**WHAT YOU ARE ASKED TO DO**
Some lines in the entries contain the word "NoConfig". Copy all of them.

**RECORDS TO USE**
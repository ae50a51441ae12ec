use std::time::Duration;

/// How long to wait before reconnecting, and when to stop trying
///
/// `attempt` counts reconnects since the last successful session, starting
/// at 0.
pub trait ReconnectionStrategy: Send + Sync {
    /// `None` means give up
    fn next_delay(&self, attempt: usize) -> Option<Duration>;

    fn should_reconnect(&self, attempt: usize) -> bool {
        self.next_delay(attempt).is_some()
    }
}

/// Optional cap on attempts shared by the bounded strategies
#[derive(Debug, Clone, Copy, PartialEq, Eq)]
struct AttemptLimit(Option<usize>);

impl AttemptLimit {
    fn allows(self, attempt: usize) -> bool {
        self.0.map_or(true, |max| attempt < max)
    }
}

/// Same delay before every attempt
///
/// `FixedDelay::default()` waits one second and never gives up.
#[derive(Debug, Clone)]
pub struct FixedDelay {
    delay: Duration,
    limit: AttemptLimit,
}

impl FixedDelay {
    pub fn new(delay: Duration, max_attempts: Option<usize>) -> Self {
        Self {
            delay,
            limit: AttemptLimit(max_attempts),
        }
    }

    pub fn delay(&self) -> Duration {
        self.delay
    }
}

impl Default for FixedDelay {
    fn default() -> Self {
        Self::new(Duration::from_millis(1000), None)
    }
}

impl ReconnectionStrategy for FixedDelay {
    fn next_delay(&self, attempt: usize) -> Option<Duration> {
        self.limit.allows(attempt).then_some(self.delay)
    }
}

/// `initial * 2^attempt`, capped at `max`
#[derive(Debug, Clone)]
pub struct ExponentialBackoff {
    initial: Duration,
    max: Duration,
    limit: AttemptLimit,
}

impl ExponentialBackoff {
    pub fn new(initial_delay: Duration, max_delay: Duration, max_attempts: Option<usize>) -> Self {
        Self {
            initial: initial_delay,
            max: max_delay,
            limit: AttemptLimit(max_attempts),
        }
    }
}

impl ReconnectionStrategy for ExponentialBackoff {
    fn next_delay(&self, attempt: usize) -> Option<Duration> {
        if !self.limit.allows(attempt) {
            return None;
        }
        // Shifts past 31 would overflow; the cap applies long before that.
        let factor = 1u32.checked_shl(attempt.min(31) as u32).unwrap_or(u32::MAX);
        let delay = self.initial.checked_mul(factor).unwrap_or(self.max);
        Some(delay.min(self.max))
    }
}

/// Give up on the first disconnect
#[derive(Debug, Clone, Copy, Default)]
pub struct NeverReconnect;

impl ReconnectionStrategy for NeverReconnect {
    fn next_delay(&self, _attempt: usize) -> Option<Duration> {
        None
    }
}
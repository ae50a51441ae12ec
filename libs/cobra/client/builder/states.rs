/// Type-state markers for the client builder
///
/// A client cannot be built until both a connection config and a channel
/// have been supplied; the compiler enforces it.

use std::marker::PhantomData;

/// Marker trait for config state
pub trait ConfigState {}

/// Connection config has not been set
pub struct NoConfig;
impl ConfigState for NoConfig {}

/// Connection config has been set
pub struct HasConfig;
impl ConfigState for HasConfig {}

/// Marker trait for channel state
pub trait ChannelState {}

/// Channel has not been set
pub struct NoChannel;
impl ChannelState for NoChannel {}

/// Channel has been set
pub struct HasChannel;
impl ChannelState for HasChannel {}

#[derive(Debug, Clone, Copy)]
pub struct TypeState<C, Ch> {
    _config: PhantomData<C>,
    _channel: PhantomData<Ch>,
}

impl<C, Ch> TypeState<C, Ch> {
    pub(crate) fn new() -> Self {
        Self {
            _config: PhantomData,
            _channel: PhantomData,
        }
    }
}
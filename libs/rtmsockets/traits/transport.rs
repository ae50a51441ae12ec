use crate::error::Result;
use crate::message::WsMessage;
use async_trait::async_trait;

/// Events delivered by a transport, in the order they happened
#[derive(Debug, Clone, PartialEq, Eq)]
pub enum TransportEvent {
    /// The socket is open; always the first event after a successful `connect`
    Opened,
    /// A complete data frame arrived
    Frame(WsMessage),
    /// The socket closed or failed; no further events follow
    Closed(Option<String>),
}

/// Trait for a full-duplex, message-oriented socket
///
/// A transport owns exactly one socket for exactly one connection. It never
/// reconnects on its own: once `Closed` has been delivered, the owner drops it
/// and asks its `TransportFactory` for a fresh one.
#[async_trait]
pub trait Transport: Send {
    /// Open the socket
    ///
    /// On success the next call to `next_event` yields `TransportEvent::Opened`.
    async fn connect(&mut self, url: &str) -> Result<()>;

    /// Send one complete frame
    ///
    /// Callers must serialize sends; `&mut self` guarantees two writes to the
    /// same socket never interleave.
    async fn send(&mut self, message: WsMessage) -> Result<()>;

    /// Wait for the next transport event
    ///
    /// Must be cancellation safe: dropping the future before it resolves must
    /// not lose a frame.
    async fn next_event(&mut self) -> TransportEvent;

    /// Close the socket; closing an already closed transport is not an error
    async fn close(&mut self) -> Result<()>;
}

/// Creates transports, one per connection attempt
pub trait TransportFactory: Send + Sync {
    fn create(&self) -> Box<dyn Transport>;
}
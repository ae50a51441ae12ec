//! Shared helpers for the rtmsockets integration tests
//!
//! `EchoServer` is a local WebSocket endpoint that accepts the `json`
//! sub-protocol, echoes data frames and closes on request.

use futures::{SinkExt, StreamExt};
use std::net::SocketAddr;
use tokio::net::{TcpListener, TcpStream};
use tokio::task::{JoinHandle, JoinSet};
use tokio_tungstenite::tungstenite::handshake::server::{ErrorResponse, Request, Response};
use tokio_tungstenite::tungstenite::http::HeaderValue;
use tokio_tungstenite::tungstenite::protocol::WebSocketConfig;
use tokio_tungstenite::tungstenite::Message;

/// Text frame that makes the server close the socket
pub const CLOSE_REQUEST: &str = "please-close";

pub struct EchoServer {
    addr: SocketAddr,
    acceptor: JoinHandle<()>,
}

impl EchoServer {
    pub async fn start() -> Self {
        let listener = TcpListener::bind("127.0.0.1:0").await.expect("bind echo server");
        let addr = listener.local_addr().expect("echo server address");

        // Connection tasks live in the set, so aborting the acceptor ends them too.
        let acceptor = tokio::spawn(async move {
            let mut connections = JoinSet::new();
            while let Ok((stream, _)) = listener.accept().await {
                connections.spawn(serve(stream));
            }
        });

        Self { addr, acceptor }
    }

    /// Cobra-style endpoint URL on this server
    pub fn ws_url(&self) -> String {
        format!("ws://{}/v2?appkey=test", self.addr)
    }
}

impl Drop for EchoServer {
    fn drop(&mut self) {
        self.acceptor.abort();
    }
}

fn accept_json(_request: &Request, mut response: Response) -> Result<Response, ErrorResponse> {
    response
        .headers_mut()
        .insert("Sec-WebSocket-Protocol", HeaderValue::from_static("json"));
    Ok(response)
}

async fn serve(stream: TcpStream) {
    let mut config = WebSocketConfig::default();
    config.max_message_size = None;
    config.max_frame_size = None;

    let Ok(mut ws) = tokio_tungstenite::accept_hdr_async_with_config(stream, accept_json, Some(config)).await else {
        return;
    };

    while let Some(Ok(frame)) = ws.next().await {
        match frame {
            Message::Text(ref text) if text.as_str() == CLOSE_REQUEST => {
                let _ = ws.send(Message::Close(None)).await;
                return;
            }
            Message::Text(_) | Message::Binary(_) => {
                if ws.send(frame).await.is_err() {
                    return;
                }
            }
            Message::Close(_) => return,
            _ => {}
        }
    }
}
--
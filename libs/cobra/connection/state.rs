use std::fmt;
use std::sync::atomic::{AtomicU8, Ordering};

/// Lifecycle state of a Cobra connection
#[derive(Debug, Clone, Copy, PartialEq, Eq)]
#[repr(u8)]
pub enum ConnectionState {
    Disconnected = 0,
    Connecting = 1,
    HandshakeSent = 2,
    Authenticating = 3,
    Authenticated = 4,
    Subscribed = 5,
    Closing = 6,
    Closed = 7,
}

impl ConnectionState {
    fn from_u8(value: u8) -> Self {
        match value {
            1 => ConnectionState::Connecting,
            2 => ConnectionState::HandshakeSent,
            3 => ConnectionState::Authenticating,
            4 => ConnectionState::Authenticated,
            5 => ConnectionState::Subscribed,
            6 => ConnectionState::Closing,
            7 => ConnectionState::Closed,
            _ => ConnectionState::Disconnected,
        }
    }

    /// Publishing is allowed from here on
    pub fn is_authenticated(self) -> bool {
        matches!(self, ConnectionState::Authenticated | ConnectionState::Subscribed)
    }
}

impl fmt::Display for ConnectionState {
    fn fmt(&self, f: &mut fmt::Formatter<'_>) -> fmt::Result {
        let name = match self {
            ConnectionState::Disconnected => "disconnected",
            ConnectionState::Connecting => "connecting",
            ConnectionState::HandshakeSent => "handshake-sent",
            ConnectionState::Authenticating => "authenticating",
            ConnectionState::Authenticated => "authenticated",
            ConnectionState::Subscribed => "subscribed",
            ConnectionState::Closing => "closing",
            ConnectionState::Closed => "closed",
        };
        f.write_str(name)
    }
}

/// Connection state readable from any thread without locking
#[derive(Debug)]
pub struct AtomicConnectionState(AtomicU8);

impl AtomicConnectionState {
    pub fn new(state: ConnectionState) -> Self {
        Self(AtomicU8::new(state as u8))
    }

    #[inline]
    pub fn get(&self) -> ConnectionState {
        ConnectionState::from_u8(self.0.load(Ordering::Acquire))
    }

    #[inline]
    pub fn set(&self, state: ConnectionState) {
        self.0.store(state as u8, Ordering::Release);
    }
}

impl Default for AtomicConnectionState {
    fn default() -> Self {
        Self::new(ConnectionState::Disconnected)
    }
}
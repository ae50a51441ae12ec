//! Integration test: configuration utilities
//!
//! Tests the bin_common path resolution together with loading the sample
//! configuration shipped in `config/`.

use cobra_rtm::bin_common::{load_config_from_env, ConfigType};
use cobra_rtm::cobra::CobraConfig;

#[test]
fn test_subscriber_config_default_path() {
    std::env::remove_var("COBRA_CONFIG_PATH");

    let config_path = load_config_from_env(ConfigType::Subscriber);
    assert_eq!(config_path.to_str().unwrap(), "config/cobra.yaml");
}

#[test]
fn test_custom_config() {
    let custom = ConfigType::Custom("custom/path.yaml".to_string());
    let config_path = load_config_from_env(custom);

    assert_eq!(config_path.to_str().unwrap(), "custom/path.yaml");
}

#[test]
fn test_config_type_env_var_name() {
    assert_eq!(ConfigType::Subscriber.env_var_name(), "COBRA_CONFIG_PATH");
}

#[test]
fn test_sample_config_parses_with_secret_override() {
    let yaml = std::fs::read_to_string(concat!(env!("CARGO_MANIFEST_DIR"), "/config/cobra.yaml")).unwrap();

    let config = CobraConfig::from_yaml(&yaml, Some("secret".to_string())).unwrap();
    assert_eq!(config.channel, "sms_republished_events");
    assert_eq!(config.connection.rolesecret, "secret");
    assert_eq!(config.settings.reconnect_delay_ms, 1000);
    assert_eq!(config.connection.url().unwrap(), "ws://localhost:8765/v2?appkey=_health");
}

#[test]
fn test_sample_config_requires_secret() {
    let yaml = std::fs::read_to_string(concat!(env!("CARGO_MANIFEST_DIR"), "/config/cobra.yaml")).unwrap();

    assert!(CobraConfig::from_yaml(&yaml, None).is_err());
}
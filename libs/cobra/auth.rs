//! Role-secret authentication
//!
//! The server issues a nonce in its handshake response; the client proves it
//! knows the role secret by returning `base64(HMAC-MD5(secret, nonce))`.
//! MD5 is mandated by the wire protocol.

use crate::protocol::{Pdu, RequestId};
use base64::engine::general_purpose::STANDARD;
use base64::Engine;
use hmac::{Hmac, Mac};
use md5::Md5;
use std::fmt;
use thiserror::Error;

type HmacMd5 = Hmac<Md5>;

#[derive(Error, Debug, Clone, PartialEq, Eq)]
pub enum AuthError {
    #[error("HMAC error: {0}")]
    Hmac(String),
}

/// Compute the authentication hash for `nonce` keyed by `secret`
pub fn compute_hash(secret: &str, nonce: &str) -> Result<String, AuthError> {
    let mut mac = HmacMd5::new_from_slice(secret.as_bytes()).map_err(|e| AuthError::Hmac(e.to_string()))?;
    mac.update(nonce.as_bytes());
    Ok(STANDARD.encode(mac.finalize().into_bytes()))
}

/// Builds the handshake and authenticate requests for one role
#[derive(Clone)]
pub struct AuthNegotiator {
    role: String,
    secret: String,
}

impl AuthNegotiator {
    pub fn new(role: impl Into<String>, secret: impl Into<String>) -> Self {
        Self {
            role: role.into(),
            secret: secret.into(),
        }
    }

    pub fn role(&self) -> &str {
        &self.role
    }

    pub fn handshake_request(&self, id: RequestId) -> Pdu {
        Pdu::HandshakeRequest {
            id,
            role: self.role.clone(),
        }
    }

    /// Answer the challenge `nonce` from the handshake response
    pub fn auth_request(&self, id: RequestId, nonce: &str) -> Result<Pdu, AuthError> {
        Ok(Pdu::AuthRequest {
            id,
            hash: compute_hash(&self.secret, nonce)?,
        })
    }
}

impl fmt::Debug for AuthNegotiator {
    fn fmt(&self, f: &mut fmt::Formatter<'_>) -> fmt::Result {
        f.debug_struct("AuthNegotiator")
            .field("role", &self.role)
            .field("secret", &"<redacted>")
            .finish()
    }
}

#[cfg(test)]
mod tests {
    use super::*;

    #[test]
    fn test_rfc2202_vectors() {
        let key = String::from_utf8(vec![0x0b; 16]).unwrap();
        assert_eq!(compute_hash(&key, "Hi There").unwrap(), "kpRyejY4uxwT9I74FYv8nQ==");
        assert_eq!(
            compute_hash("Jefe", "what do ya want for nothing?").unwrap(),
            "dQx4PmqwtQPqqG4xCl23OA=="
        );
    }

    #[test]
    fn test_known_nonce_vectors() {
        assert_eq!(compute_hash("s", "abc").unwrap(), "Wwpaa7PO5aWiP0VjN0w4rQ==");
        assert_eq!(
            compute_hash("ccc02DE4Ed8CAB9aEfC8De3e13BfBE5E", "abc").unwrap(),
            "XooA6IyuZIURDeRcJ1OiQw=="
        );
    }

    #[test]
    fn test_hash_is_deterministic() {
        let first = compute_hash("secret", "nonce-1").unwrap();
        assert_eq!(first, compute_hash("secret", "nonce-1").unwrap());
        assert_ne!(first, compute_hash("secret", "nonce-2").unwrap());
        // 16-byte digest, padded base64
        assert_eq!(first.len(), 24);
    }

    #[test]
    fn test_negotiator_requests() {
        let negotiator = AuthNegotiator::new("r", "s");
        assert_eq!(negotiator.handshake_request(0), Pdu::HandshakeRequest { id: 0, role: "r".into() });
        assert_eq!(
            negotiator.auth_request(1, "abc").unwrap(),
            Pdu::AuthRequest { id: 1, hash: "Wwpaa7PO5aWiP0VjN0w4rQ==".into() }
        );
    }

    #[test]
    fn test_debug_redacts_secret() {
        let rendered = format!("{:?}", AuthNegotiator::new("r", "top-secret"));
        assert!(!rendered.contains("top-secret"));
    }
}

**RESULT OF THE EXERCISE**
pub struct NoConfig;
impl ConfigState for NoConfig {}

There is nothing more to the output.